Lecture speaker discusses ‘kicking the bucket list’

Analicia Haynes

Topics of how humans perceive death, what humans should do in life and “kicking the bucket list” were covered during the 28th annual Phi Beta Kappa lecture Tuesday night in the Doudna Fine Arts Center Lecture Hall.

Scott Samuelson, an author and a philosophy professor at Kirkwood Community College in Iowa, gave the lecture, which was called “Kicking the Bucket List: Death and the Art of Shinning,” and focused on the human life and how people can “shine” while they live and avoid wasting time in life by living based on elaborate bucket lists.

He discussed how people respond to death, which he said happens in three approaches, and how this ties into how people live.

The first approach to death is called the “forget about it” attitude.

He said often people remain “clueless” to “life’s flipside,” referring to an incident he was involved in at airport where he attempted to assist in saving a woman by holding her head.

The woman died, but he said American Airlines personnel only used a sheet to cover the incident and did not acknowledge that it actually happened after the fact.

“All we know of death is a tiny truth, a hugely important tiny truth,” he said. “We’re all going to die.”

He said though everyone’s fate is known, people still pretend that the truth about dying is not the truth and therefore ignore that death occurs.

When this approach does not happen, the next one is the “fix it” approach.

“When we do confront the fact of our mortality our default culture’s setting seems to be a fix it mentality,” he said. “We call in the medics, we pour our energy into curing diseases and extending life, we debate the funding of health care … like you, I am a beneficiary in this fix it quest.”

However, he said society’s relationship to death and dying can often be unhealthy because he said people get so used to “fixing the machine” that we forget we’re living in a body.

“The more we see our life as a mechanism to be fixed, the more our entertainment is filled spectacular dream-like appearances of death and violence from zombies to mortal combat,” he said. “I worry that we’re forgetting what it means to exist.”

He said the third approach is the “face it” approach, which characterizes much of religion, art and humanities and a portion of science and politics and regards nature as something people must suffer through in order to become what they are meant to be.

“We go through tough times not wanting to deal with them, (but) they become part of our story,” he said.

He said the balance between the three approaches and thus enhancing life is by facing death more than what people already do.

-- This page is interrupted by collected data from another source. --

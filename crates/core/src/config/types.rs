use serde::{Deserialize, Serialize};
use std::path::PathBuf;

use crate::polling::PollingConfig;
use crate::queue::QueueConfig;

/// Root configuration
#[derive(Debug, Clone, Deserialize, Serialize)]
pub struct Config {
    #[serde(default)]
    pub database: DatabaseConfig,
    #[serde(default)]
    pub queue: QueueConfig,
    #[serde(default)]
    pub polling: PollingConfig,
    pub media_backend: MediaBackendConfig,
    pub artifact_store: ArtifactStoreConfig,
    #[serde(default)]
    pub feed: FeedConfig,
    #[serde(default)]
    pub events: EventsConfig,
}

/// Database configuration
#[derive(Debug, Clone, Deserialize, Serialize)]
pub struct DatabaseConfig {
    #[serde(default = "default_db_path")]
    pub path: PathBuf,
}

impl Default for DatabaseConfig {
    fn default() -> Self {
        Self {
            path: default_db_path(),
        }
    }
}

fn default_db_path() -> PathBuf {
    PathBuf::from("podcastino.db")
}

/// Media backend (remote processing service) configuration
#[derive(Debug, Clone, Deserialize, Serialize)]
pub struct MediaBackendConfig {
    /// Media backend base URL (e.g. "http://localhost:8090")
    pub url: String,
    /// API key sent with every request (optional)
    #[serde(default)]
    pub api_key: Option<String>,
    /// Request timeout in seconds (default: 30)
    #[serde(default = "default_timeout")]
    pub timeout_secs: u32,
}

/// Artifact store (blob gateway) configuration
#[derive(Debug, Clone, Deserialize, Serialize)]
pub struct ArtifactStoreConfig {
    /// Gateway base URL used for presign/put/delete calls
    pub url: String,
    /// Base URL artifacts are publicly served from
    pub public_url: String,
    /// Request timeout in seconds (default: 30)
    #[serde(default = "default_timeout")]
    pub timeout_secs: u32,
}

fn default_timeout() -> u32 {
    30
}

/// Feed rendering configuration
#[derive(Debug, Clone, Deserialize, Serialize)]
pub struct FeedConfig {
    /// Title given to lazily created default feeds.
    #[serde(default = "default_feed_title")]
    pub default_feed_title: String,
    /// RSS channel language tag.
    #[serde(default = "default_language")]
    pub language: String,
}

impl Default for FeedConfig {
    fn default() -> Self {
        Self {
            default_feed_title: default_feed_title(),
            language: default_language(),
        }
    }
}

fn default_feed_title() -> String {
    "Podcastino".to_string()
}

fn default_language() -> String {
    "en-us".to_string()
}

/// Status-change event stream configuration
#[derive(Debug, Clone, Deserialize, Serialize)]
pub struct EventsConfig {
    /// Bounded buffer size of the outgoing event channel. A full buffer
    /// blocks the emitting handler (accepted backpressure point).
    #[serde(default = "default_event_buffer")]
    pub buffer_size: usize,
}

impl Default for EventsConfig {
    fn default() -> Self {
        Self {
            buffer_size: default_event_buffer(),
        }
    }
}

fn default_event_buffer() -> usize {
    256
}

However he said when the reality of death is brought to the conscious mind, people tend to create this elaborate bucket list that is filled with things like “making out on the Eiffel Tower or holding a human brain.”

But he said bucket lists do not get what is truly valuable to everyone’s time and instead creates a list of “consumerist” ideas that are marketed.

“Acquire me and I’ll make your life sufficiently interesting,” he said referring to the current idea of a bucket list. “It’s a consumerist model of the good life.”

Therefore, people need to kick the bucket list and accept that a good life is one that is fulfilled by “savoring” life and accepting it for what it is and paying attention to everything that happens in one’s life and what matters.

Instead of a traditional bucket lists, he offered a revised version.

“I want to use the gift of my consciousness to pay attention to my earthly existence, I want to establish myself and contribute to the world by pursuing my callings, I want to find a rhythm in how I spend my time so that I can perform the essential verbs and then I want to open myself up to joy,” he said.

He said people can have a “good life” and can do so even in just a week.

“Seven days … is enough time to perform all the essential verbs (such as loving, sleeping and eating),” he said.

Ultimately, he said the more meaningful things people do, the more time they seem to have and the more joy people find.

Finally, when asked to give advice to students who are looking for their calling, he said unplugging from social media and traveling could help.

“We have it in us that we know where we’re going, it’s just a matter of trusting that and getting to that,” he said. “For me at least, going to college and being a part of a liberal arts education was important for me to see not only the possibilities for jobs but the possibilities for how human beings have done things and to see new styles of living, to meet friends who helped me, to know myself better all of those things were important in finding (my) calling.”

He also said having the courage to go out and find their calling is needed.

“I think it takes a certain amount of courage. I often know students who feel like they have it in them to do something but then they’re like, ‘Well I don’t know if I should really do that, I should probably go down this road instead,’ and you know what, maybe at times that is a wise choice,” he said. “But, sometimes it takes a little bit of courage to be willing to take that risk so that you can find yourself.”